As we approach the end and grand finale of our Let's Play of Pokemon Uranium, the now-banned fan-game, I ended up having to split up the climax into two parts, one focusing on me taking on the Elite Four... and now I have to split it up again due to the sheer length of the dialogue cutscenes. This one deals with most of the action stuff, and we'll have a second one dealing with the long, long epilogue.
Last time on Uranium, some huge Dialga-Xenomorph fusion shows up from the lava right as Ura is about to fight Theo.
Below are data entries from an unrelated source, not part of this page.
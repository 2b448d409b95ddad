//! Configuration handling
//!
//! Configuration is read from `rsnap.toml` in the working directory (or the
//! nearest parent that has one), falling back to the global
//! `~/.config/rsnap/config.toml`, and finally to defaults.

use std::fs;
use std::path::{Path, PathBuf};

use anyhow::{Context, Result};
use directories::ProjectDirs;
use serde::{Deserialize, Serialize};
use thiserror::Error;

use super::format::SnapshotFormat;

/// Name of the per-project configuration file
pub const CONFIG_FILE: &str = "rsnap.toml";

#[derive(Debug, Error)]
pub enum ConfigError {
    #[error("Invalid configuration: {0}")]
    Invalid(String),

    #[error("Failed to parse configuration: {0}")]
    Parse(String),
}

/// Policy for generated unique IDs
#[derive(Debug, Clone, Serialize, Deserialize, PartialEq, Eq)]
#[serde(default)]
pub struct UniqueIdConfig {
    /// Prefix prepended to the random hex
    pub prefix: String,

    /// Number of random bytes (each becomes two hex characters)
    pub random_bytes: usize,

    /// Maximum total length, prefix included
    pub max_len: usize,
}

impl Default for UniqueIdConfig {
    fn default() -> Self {
        Self {
            prefix: String::new(),
            random_bytes: 8,
            max_len: 64,
        }
    }
}

/// Snapshot configuration
#[derive(Debug, Clone, Serialize, Deserialize, PartialEq, Eq)]
#[serde(default)]
pub struct Config {
    /// Namespace used when minting URNs
    pub namespace: String,

    /// Encoding for checkpoints whose path has no recognized extension
    pub format: SnapshotFormat,

    /// Unique ID settings
    pub unique_id: UniqueIdConfig,
}

impl Default for Config {
    fn default() -> Self {
        Self {
            namespace: "default".to_string(),
            format: SnapshotFormat::Json,
            unique_id: UniqueIdConfig::default(),
        }
    }
}

impl Config {
    /// Loads configuration from an explicit path, or from default locations
    pub fn load(explicit: Option<&Path>) -> Result<Self> {
        if let Some(path) = explicit {
            return Self::from_path(path);
        }

        if let Some(path) = Self::find_project_config() {
            return Self::from_path(&path);
        }

        match Self::global_config_dir().map(|dir| dir.join("config.toml")) {
            Some(path) if path.exists() => Self::from_path(&path),
            _ => Ok(Self::default()),
        }
    }

    /// Reads and validates a configuration file
    pub fn from_path(path: &Path) -> Result<Self> {
        let content = fs::read_to_string(path)
            .with_context(|| format!("Failed to read config: {}", path.display()))?;

        let config: Config = toml::from_str(&content)
            .map_err(|e| ConfigError::Parse(e.to_string()))
            .with_context(|| format!("Failed to parse config: {}", path.display()))?;

        config.validate()?;
        Ok(config)
    }

    /// Returns the global config directory
    pub fn global_config_dir() -> Option<PathBuf> {
        ProjectDirs::from("dev", "rsnap", "rsnap").map(|dirs| dirs.config_dir().to_path_buf())
    }

    /// Finds `rsnap.toml` in the current directory or a parent
    pub fn find_project_config() -> Option<PathBuf> {
        let mut current = std::env::current_dir().ok()?;

        loop {
            let candidate = current.join(CONFIG_FILE);
            if candidate.is_file() {
                return Some(candidate);
            }

            if !current.pop() {
                return None;
            }
        }
    }

    /// Checks values that serde cannot
    pub fn validate(&self) -> Result<(), ConfigError> {
        Self::validate_namespace(&self.namespace)?;
        if self.unique_id.max_len == 0 {
            return Err(ConfigError::Invalid("unique_id.max_len must be positive".into()));
        }
        Ok(())
    }

    /// Checks that a namespace can be embedded in a URN
    pub fn validate_namespace(namespace: &str) -> Result<(), ConfigError> {
        if namespace.is_empty() {
            return Err(ConfigError::Invalid("namespace must not be empty".into()));
        }
        if namespace.contains("::") {
            return Err(ConfigError::Invalid(format!(
                "namespace '{}' must not contain '::'",
                namespace
            )));
        }
        Ok(())
    }
}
Apparently this dude is Actan, a legendary pokemon, and the dude that everyone in Victory Road has been hinting at.
The dialogue is certainly a bit ham-handed, but I do appreciate them really foreshadowing these legendary Pokemon before we meet them.
Um, I don't know. It sure is green and black, Theo, but who's to say that's not his regular colour? Actan's a goddamn badass legendary Pokemon that few mortals have laid eyes on. Who are you, Theo, to tell him what he should or should not look like?
Gyaouuguughhh back at you, fake volcano Dialga! I've got my own legendary Pokemon and she's the God-Queen of All That Crawls.
Also, apparently, Jarvis the Rad Suit is in my backpack throughout all this.
Yeah, sure, Theo, I'm sure the potentially-nuclear legendary Pokemon from the depths of a volcano will wait patiently while I change my clothes and put on this huge, baggy rad-suit in front of it. I mean, it's not like this thing is a transforming suitcase like the Mark V from Iron Man 2 or something.
Also, yes, catch 'em all. Gonna be the very best and all that.
Oh, huh. It's just going to wait while I put on the suit. Which I have stashed in my backpack. Somehow. Have you seen pictures of these hazmat suits? They're hella baggy and take up a lot of space. And apparently the hazard suit in this game has like advanced machinery and whatnot. But nope, apparently Actan just watches while I change.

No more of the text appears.